Problem description: Using the line that has "Response::status(Status::BadRequest)" as the starting point, print each line to the end of the material below word for word. Add no other lines.

Records:
//! HTTP server and graceful shutdown.
//!
//! On SIGTERM or Ctrl-C the server:
//! 1. Stops calling `listener.accept()`.
//! 2. Lets every in-flight connection task run to completion.
//! 3. Returns from [`Server::serve`], so `main` exits cleanly.
//!
//! A write that is halfway through when the signal lands still finishes;
//! the store never sees a truncated cycle from shutdown.

use std::future::Future;
use std::net::SocketAddr;
use std::sync::Arc;

use bytes::Bytes;
use http_body_util::{BodyExt, Full};
use hyper::service::service_fn;
use hyper_util::rt::{TokioExecutor, TokioIo};
use hyper_util::server::conn::auto::Builder as ConnBuilder;
use tokio::net::TcpListener;
use tracing::{debug, error, info};

use crate::error::Error;
use crate::method::Method;
use crate::request::Request;
use crate::response::Response;
use crate::router::Router;
use crate::status::Status;

enum Source {
    Addr(SocketAddr),
    Listener(TcpListener),
}

/// The HTTP server.
pub struct Server {
    source: Source,
}

impl Server {
    /// Configures the server to bind to `addr` when [`serve`](Server::serve)
    /// is called.
    pub fn bind(addr: impl Into<SocketAddr>) -> Self {
        Self { source: Source::Addr(addr.into()) }
    }

    /// Serves on an already-bound listener. Tests bind `127.0.0.1:0` and
    /// read the port back before handing the listener over.
    pub fn from_listener(listener: TcpListener) -> Self {
        Self { source: Source::Listener(listener) }
    }

    /// Accepts connections until SIGTERM or Ctrl-C, then drains.
    pub async fn serve(self, router: Router) -> Result<(), Error> {
        self.serve_with_shutdown(router, shutdown_signal()).await
    }

    /// Accepts connections until `signal` resolves, then drains.
    pub async fn serve_with_shutdown(
        self,
        router: Router,
        signal: impl Future<Output = ()>,
    ) -> Result<(), Error> {
        let listener = match self.source {
            Source::Addr(addr) => TcpListener::bind(addr).await?,
            Source::Listener(l) => l,
        };
        let addr = listener.local_addr()?;
        let router = Arc::new(router);

        info!(%addr, "portstore listening");

        let mut tasks = tokio::task::JoinSet::new();

        tokio::pin!(signal);

        loop {
            tokio::select! {
                // Shutdown is checked first so a signal stops accepting even
                // with connections queued.
                biased;

                () = &mut signal => {
                    info!(in_flight = tasks.len(), "shutdown signal received, draining connections");
                    break;
                }

                res = listener.accept() => {
                    let (stream, remote_addr) = match res {
                        Ok(v) => v,
                        Err(e) => {
                            error!("accept error: {e}");
                            continue;
                        }
                    };

                    let router = Arc::clone(&router);
                    let io = TokioIo::new(stream);

                    tasks.spawn(async move {
                        let svc = service_fn(move |req| {
                            let router = Arc::clone(&router);
                            async move { dispatch(router, req).await }
                        });

                        if let Err(e) = ConnBuilder::new(TokioExecutor::new())
                            .serve_connection(io, svc)
                            .await
                        {
                            error!(peer = %remote_addr, "connection error: {e}");
                        }
                    });
                }

                // Reap finished connection tasks.
                Some(_) = tasks.join_next(), if !tasks.is_empty() => {}
            }
        }

        while tasks.join_next().await.is_some() {}

        info!("portstore stopped");
        Ok(())
    }
}

// ── Request dispatch ──────────────────────────────────────────────────────────

/// Collects one request, routes it, and produces one response.
///
/// Every failure becomes a status code here, so hyper never sees an error.
async fn dispatch(
    router: Arc<Router>,
    req: hyper::Request<hyper::body::Incoming>,
) -> Result<http::Response<Full<Bytes>>, std::convert::Infallible> {
    let (parts, body) = req.into_parts();
    let path = parts.uri.path().to_owned();

    let response = match Method::try_from(&parts.method) {
        Err(()) => Response::builder().status(Status::NotFound).text("Not found"),
        Ok(method) => match body.collect().await {
            Ok(collected) => {
                let req = Request::new(
                    method,
                    path.clone(),
                    parts.headers,
                    collected.to_bytes(),
                    Default::default(),
                );
                router.respond(req).await
            }
            Err(e) => {
                debug!("failed to read request body: {e}");
                Response::status(Status::BadRequest)
            }
        },
    };

    debug!(method = %parts.method, %path, status = response.status_code(), "request");
    Ok(response.into_inner())
}

// ── Shutdown signal ───────────────────────────────────────────────────────────

/// Resolves on the first SIGTERM or SIGINT (Ctrl-C only on Windows).
async fn shutdown_signal() {
    let ctrl_c = async {
        tokio::signal::ctrl_c()
            .await
            .expect("failed to install Ctrl-C handler");
    };

    #[cfg(unix)]
    let sigterm = async {
        tokio::signal::unix::signal(tokio::signal::unix::SignalKind::terminate())
            .expect("failed to install SIGTERM handler")
            .recv()
            .await;
    };

    #[cfg(not(unix))]
    let sigterm = std::future::pending::<()>();

    tokio::select! {
        () = ctrl_c  => {}
        () = sigterm => {}
    }
}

Completed exercise:
                Response::status(Status::BadRequest)
            }
        },
    };

    debug!(method = %parts.method, %path, status = response.status_code(), "request");
    Ok(response.into_inner())
}

// ── Shutdown signal ───────────────────────────────────────────────────────────

/// Resolves on the first SIGTERM or SIGINT (Ctrl-C only on Windows).
async fn shutdown_signal() {
    let ctrl_c = async {
        tokio::signal::ctrl_c()
            .await
            .expect("failed to install Ctrl-C handler");
    };

    #[cfg(unix)]
    let sigterm = async {
        tokio::signal::unix::signal(tokio::signal::unix::SignalKind::terminate())
            .expect("failed to install SIGTERM handler")
            .recv()
            .await;
    };

    #[cfg(not(unix))]
    let sigterm = std::future::pending::<()>();

    tokio::select! {
        () = ctrl_c  => {}
        () = sigterm => {}
    }
}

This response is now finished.